Das novas vagas em todo o País, 8,5% foram criadas no Paraná, de acordo com o Instituto Paranaense de Desenvolvimento Econômico e Social (Ipardes). O desempenho está atrás apenas de São Paulo, com 335.980, e Minas Gerais, com 179.074. No País, foram 1.047.914 empregos criados no ano, ou 2,76% mais do que as demissões.
Para o presidente do Ipardes, Gilmar Lourenço, o número de empregos acumulados em 12 meses foi relevante no Paraná. Os setores que seguraram o nível de empregos do Estado em alta foram serviços (2.634 postos), comércio (1.240) e indústria de transformação (1.192). ''O Paraná teve diferença favorável em relação ao País na indústria'', conta Lourenço, ao citar o setor como o principal afetado pela crise econômica.
Ele diz que o acumulado dos últimos 12 meses mostra o aquecimento econômico no Estado. O Paraná ganhou 112.482 novos empregos no período. Foram 1.573.359 contratações e 1.460.482 demissões no período, ou 4,6% a mais. Também desde junho de 2011, o Brasil ganhou 1.527.299 postos de trabalhos. Foram 21.637.014 novas carteiras assinadas ante 20.109.715 demitidos, ou 4,08% a mais.
Crescimento menor
Em junho, porém, a quantidade de novas vagas no Paraná teve pouca elevação, com 0,2%, reflexo da retração da economia desde 2010. O economista Cid Cordeiro, do Departamento Intersindical de Estatísticas e Estudos Econômicos (Dieese), afirma que a retração era esperada e havia previsão de que chegaria ao mercado de trabalho, apesar de ter superado as expectativas.

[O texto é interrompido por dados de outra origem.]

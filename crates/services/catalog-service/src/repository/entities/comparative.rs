//! Price record database entity.

use sea_orm::entity::prelude::*;

use domain::Comparative;

#[derive(Clone, Debug, PartialEq, Eq, DeriveEntityModel)]
#[sea_orm(table_name = "comparatives")]
pub struct Model {
    #[sea_orm(primary_key)]
    pub id: i32,
    pub characteristic_id: i32,
    pub offer_id: Option<String>,
    pub stores_id: i32,
    #[sea_orm(column_type = "Decimal(Some((10, 2)))")]
    pub price: Decimal,
    pub price_date: DateTimeUtc,
}

#[derive(Copy, Clone, Debug, EnumIter, DeriveRelation)]
pub enum Relation {
    #[sea_orm(
        belongs_to = "super::game_characteristic::Entity",
        from = "Column::CharacteristicId",
        to = "super::game_characteristic::Column::Id"
    )]
    GameCharacteristic,
    #[sea_orm(
        belongs_to = "super::store::Entity",
        from = "Column::StoresId",
        to = "super::store::Column::Id"
    )]
    Store,
}

impl Related<super::game_characteristic::Entity> for Entity {
    fn to() -> RelationDef {
        Relation::GameCharacteristic.def()
    }
}

impl Related<super::store::Entity> for Entity {
    fn to() -> RelationDef {
        Relation::Store.def()
    }
}

impl ActiveModelBehavior for ActiveModel {}

impl From<Model> for Comparative {
    fn from(model: Model) -> Self {
        Comparative {
            id: model.id,
            characteristic_id: model.characteristic_id,
            offer_id: model.offer_id,
            stores_id: model.stores_id,
            price: model.price,
            price_date: model.price_date,
        }
    }
}
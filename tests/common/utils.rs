use std::path::PathBuf;

pub fn fixture_path(name: &str) -> PathBuf {
    let base = PathBuf::from(env!("CARGO_MANIFEST_DIR"));
    base.join("tests").join("fixtures").join(name)
}

pub fn fixture(name: &str) -> String {
    std::fs::read_to_string(fixture_path(name)).unwrap()
}

/// Wrap a fragment in a minimal document.
pub fn page(body: &str) -> String {
    format!("<!DOCTYPE html><html><head></head><body>{}</body></html>", body)
}
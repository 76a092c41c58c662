use crate::extract::error::ExtractError;

// ============================================================================
// Capability interface the field extractor queries
// ============================================================================

/// A parsed markup tree that can list its elements by tag name.
///
/// Implemented once per parsing library. The extractor never touches the
/// underlying parser directly, so any tree that can answer these queries
/// (and the per-node queries on [`MarkupNode`]) can be scanned.
pub trait MarkupDocument {
    type Node<'a>: MarkupNode
    where
        Self: 'a;

    /// All elements with the given tag name, in document order.
    fn elements_by_tag<'a>(&'a self, tag: &str) -> Result<Vec<Self::Node<'a>>, ExtractError>;
}

/// Per-node queries used by the field heuristics.
pub trait MarkupNode: Sized {
    /// Tag name, lowercase. Used for logging and error context.
    fn tag_name(&self) -> String;

    fn has_attribute(&self, name: &str) -> bool;

    /// Attribute value if present. An attribute written without a value
    /// (`<input kendotextbox>`) is present with an empty value.
    fn attribute(&self, name: &str) -> Option<String>;

    /// Parent element, or `None` once the document root has been reached.
    fn parent(&self) -> Option<Self>;

    /// Concatenated text of every descendant text node.
    fn text_content(&self) -> String;

    /// Text of the first label associated with this element, if any.
    fn label_text(&self) -> Option<String>;
}
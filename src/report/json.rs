use std::io::Write;
use std::path::{Path, PathBuf};

use thiserror::Error;
use tracing::info;

use crate::extract::field_model::FieldRecord;

/// Output path meaning "write to stdout".
pub const STDOUT_TARGET: &str = "-";

#[derive(Debug, Error)]
pub enum ExportError {
    #[error("failed to serialize field records: {0}")]
    Serialize(#[from] serde_json::Error),

    #[error("failed to write {path}: {source}")]
    Write {
        path: PathBuf,
        #[source]
        source: std::io::Error,
    },
}

/// JSON array of records. Compact unless `pretty`.
pub fn records_to_json(records: &[FieldRecord], pretty: bool) -> Result<String, ExportError> {
    let json = if pretty {
        serde_json::to_string_pretty(records)?
    } else {
        serde_json::to_string(records)?
    };
    Ok(json)
}

/// Write the records to `output`, or to stdout when `output` is `-`.
pub fn write_records(records: &[FieldRecord], output: &str, pretty: bool) -> Result<(), ExportError> {
    let json = records_to_json(records, pretty)?;

    if output == STDOUT_TARGET {
        let mut stdout = std::io::stdout().lock();
        return writeln!(stdout, "{}", json).map_err(|source| ExportError::Write {
            path: PathBuf::from(STDOUT_TARGET),
            source,
        });
    }

    let path = Path::new(output);
    if let Some(parent) = path.parent().filter(|p| !p.as_os_str().is_empty()) {
        std::fs::create_dir_all(parent).map_err(|source| ExportError::Write {
            path: parent.to_path_buf(),
            source,
        })?;
    }

    std::fs::write(path, json).map_err(|source| ExportError::Write {
        path: path.to_path_buf(),
        source,
    })?;

    info!(path = %path.display(), fields = records.len(), "Wrote field records");
    Ok(())
}
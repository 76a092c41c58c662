use crate::markup::document::MarkupNode;

/// Binding attributes, highest precedence first: two-way, one-way
/// (assignment form), one-way (expression form).
pub const BINDING_ATTRIBUTES: [&str; 3] = ["[(ngModel)]", "[(value)]", "[value]"];

/// Model property an element is bound to.
///
/// Falls back to the element's `id` when no binding attribute is present and
/// to an empty string when there is no `id` either.
pub fn resolve_binding_name<N: MarkupNode>(node: &N) -> String {
    let candidate = BINDING_ATTRIBUTES
        .iter()
        .find_map(|attr| node.attribute(attr))
        .or_else(|| node.attribute("id"))
        .unwrap_or_default();

    strip_namespace(&candidate).to_string()
}

/// `form.loan.amount` -> `amount`. Strings without a `.` pass through.
pub fn strip_namespace(candidate: &str) -> &str {
    match candidate.rfind('.') {
        Some(idx) => &candidate[idx + 1..],
        None => candidate,
    }
}
use std::path::Path;

use crate::cli::config::{AppConfig, build_scanner_config};
use crate::extract::extractor::FieldExtractor;
use crate::report::console::format_summary;
use crate::report::json::{STDOUT_TARGET, records_to_json, write_records};
use crate::report::report_model::FieldSummary;
use crate::scan::scanner::{ScanReport, Scanner};

// ============================================================================
// scan subcommand
// ============================================================================

/// Scan the configured root, export the records and print a summary.
pub fn cmd_scan(
    config: &AppConfig,
    root: Option<&str>,
    extension: Option<&str>,
    output: Option<&str>,
    pretty: bool,
    max_depth: Option<usize>,
) -> Result<ScanReport, Box<dyn std::error::Error>> {
    let scanner_config = build_scanner_config(&config.scan, root, extension, max_depth);
    let scanner = Scanner::new(scanner_config, FieldExtractor::new(config.extract.clone()));

    let report = scanner.scan()?;

    let output = output.unwrap_or(&config.export.output);
    let pretty = pretty || config.export.pretty;
    write_records(&report.records, output, pretty)?;

    let summary = format_summary(&FieldSummary::from_scan(&report));
    if output == STDOUT_TARGET {
        eprint!("{}", summary);
    } else {
        print!("{}", summary);
        println!("Wrote {} fields to {}", report.records.len(), output);
    }

    Ok(report)
}

// ============================================================================
// extract subcommand
// ============================================================================

/// Extract one template and return its records as JSON.
pub fn cmd_extract(
    config: &AppConfig,
    file: &str,
    pretty: bool,
) -> Result<String, Box<dyn std::error::Error>> {
    let scanner = Scanner::new(
        build_scanner_config(&config.scan, None, None, None),
        FieldExtractor::new(config.extract.clone()),
    );

    let records = scanner.scan_file(Path::new(file))?;
    Ok(records_to_json(&records, pretty || config.export.pretty)?)
}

Ele cita como exemplo a construção civil, que crescia a passos largos, mas que diminuiu o número de novos postos de trabalho. Tanto que foi o único com mais demissões do que admissões em junho, com 833 vagas a menos, ou 0,52%. ''A construção civil teve uma queda no desenvolvimento, mas ainda é um ritmo bom de crescimento no ano'', diz Cordeiro.
Gilmar Lourenço afirma que a tendência é de uma recuperação da economia brasileira a partir de agosto. Assim como Cid Cordeiro, ele vê com otimismo o panorama de investimentos no Estado e no País, principalmente depois das medidas econômicas promovidas pelo governo brasileiro neste ano.